--- EXERCISE PROMPT ---
Beginning at the first line of the data, print each line exactly, stopping after the line that contains "pub use accounts::InMemoryAccountStore;".

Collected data
== Segment start ==
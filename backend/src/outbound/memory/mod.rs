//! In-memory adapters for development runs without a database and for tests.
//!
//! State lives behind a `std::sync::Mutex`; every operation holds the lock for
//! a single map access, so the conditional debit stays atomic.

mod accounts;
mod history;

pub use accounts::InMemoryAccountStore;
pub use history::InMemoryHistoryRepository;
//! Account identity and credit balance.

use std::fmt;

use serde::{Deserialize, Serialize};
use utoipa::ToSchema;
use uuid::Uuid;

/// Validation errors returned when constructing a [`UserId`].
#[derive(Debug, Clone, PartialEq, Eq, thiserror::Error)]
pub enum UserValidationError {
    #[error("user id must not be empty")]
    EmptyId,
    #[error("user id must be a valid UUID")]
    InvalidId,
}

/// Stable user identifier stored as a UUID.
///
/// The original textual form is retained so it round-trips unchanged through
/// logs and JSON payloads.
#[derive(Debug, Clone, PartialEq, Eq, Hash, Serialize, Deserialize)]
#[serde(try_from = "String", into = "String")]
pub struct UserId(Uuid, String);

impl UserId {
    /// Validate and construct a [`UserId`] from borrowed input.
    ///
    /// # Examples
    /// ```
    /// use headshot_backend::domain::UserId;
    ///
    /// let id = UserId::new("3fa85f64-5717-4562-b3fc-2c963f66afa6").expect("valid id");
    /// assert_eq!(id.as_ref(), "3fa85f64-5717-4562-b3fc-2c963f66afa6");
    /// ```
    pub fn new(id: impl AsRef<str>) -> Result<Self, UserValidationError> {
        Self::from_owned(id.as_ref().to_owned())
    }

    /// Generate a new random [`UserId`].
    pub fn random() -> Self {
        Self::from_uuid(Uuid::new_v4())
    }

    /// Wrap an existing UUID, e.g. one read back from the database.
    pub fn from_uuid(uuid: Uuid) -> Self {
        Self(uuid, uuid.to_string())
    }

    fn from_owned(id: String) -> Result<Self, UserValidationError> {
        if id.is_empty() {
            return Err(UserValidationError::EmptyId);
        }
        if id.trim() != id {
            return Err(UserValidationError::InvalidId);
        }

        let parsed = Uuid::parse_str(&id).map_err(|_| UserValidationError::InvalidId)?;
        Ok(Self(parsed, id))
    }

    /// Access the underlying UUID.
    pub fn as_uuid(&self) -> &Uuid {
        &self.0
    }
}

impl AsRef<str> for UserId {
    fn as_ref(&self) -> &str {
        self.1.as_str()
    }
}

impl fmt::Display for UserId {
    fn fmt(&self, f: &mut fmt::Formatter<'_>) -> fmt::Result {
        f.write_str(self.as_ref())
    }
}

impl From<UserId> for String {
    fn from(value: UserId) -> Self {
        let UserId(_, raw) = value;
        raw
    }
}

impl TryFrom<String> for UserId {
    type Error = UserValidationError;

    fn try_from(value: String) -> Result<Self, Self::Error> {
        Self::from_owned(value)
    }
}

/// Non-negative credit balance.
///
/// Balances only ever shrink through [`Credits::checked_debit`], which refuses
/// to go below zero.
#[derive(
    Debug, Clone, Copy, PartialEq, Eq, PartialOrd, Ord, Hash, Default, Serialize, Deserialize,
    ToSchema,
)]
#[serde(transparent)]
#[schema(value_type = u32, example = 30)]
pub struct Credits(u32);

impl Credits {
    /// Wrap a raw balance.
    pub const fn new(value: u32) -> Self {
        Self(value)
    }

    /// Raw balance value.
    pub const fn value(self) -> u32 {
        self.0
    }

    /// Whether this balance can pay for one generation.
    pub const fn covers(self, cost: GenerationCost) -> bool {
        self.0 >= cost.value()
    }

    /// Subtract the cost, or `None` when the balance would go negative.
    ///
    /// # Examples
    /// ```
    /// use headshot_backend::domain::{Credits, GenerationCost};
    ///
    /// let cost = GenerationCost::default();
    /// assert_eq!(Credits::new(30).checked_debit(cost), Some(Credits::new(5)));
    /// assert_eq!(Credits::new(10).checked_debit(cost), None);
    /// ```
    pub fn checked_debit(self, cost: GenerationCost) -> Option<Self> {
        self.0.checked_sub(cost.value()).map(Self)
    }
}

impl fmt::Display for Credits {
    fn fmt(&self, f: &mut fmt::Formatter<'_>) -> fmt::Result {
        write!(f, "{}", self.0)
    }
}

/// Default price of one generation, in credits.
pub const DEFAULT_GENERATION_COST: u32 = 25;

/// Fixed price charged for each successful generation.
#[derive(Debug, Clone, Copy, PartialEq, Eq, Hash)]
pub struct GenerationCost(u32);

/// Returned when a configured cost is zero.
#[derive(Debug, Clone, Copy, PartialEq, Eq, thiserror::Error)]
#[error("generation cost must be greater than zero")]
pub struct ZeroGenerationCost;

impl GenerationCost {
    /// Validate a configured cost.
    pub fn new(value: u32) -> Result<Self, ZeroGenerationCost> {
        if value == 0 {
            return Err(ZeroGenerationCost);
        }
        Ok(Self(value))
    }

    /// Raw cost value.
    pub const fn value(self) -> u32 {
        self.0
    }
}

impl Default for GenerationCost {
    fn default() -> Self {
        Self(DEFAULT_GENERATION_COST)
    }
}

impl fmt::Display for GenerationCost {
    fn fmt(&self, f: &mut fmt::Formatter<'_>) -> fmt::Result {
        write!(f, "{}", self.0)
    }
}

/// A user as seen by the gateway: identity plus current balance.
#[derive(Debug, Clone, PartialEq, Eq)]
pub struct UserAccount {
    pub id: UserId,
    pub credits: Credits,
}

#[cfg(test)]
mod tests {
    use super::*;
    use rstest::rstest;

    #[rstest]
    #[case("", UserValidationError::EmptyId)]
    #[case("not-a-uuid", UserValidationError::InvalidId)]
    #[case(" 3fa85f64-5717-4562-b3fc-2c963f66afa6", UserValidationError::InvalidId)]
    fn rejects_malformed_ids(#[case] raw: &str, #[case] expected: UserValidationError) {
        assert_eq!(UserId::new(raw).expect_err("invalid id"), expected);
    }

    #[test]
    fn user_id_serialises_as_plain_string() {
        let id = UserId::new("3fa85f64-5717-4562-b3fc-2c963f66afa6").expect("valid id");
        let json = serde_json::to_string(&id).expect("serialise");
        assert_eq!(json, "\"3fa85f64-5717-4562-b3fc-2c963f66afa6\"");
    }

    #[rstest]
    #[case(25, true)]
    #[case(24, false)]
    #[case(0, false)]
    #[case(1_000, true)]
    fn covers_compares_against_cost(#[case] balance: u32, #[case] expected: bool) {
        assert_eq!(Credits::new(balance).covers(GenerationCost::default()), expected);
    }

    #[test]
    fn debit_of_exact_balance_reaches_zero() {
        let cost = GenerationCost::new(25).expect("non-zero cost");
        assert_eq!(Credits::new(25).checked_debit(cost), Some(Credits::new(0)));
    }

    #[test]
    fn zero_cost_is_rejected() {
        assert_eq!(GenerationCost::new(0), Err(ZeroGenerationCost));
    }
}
== Segment end ==
--- THE COMPLETED TASK ---
filename backend/src/outbound/memory/mod.rs
//! In-memory adapters for development runs without a database and for tests.
//!
//! State lives behind a `std::sync::Mutex`; every operation holds the lock for
//! a single map access, so the conditional debit stays atomic.

mod accounts;
mod history;

pub use accounts::InMemoryAccountStore;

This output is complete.